*Task item*: In the entries below, find every line with the string "under" and copy it.

*Data for the task*:
□ □ □ □

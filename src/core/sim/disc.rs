// SPDX-License-Identifier: Apache-2.0
// Copyright 2025 itsakeyfut
//
// Licensed under the Apache License, Version 2.0 (the "License");
// you may not use this file except in compliance with the License.
// You may obtain a copy of the License at
//
//     http://www.apache.org/licenses/LICENSE-2.0
//
// Unless required by applicable law or agreed to in writing, software
// distributed under the License is distributed on an "AS IS" BASIS,
// WITHOUT WARRANTIES OR CONDITIONS OF ANY KIND, either express or implied.
// See the License for the specific language governing permissions and
// limitations under the License.

//! Disc image loading and management
//!
//! Disc images are held as raw 2352-byte sectors indexed by LBA. They can be
//! loaded from .cue/.bin pairs or built from a plain 2048-byte-per-sector
//! ISO image, in which case every sector is wrapped as a Mode 2 Form 1
//! sector with a synthesized header.

use crate::core::cdrom::{Position, RAW_SECTOR_SIZE, SECTOR_SIZE};
use crate::core::error::{CdRomError, Result};

/// Sync pattern at the start of every data sector
const SYNC_PATTERN: [u8; 12] = [
    0x00, 0xFF, 0xFF, 0xFF, 0xFF, 0xFF, 0xFF, 0xFF, 0xFF, 0xFF, 0xFF, 0x00,
];

/// Subheader of a Form 1 data sector (submode: data)
const FORM1_SUBHEADER: [u8; 4] = [0x00, 0x00, 0x08, 0x00];

/// Disc image with tracks, raw sector data and session start addresses
///
/// # Example
///
/// ```
/// use psrx_cdfs::core::sim::DiscImage;
///
/// let disc = DiscImage::from_iso(&vec![0u8; 20 * 2048]);
/// assert_eq!(disc.sector_count(), 20);
/// assert_eq!(disc.user_data(16).unwrap().len(), 2048);
/// ```
#[derive(Debug, Clone)]
pub struct DiscImage {
    /// Tracks on the disc
    tracks: Vec<Track>,

    /// Raw sector data, sector 0 is LBA 0
    data: Vec<u8>,

    /// Start LBA of each session, session 1 first
    sessions: Vec<i32>,
}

□ □ □ □

*Reply*:
// Licensed under the Apache License, Version 2.0 (the "License");
// distributed under the License is distributed on an "AS IS" BASIS,
// limitations under the License.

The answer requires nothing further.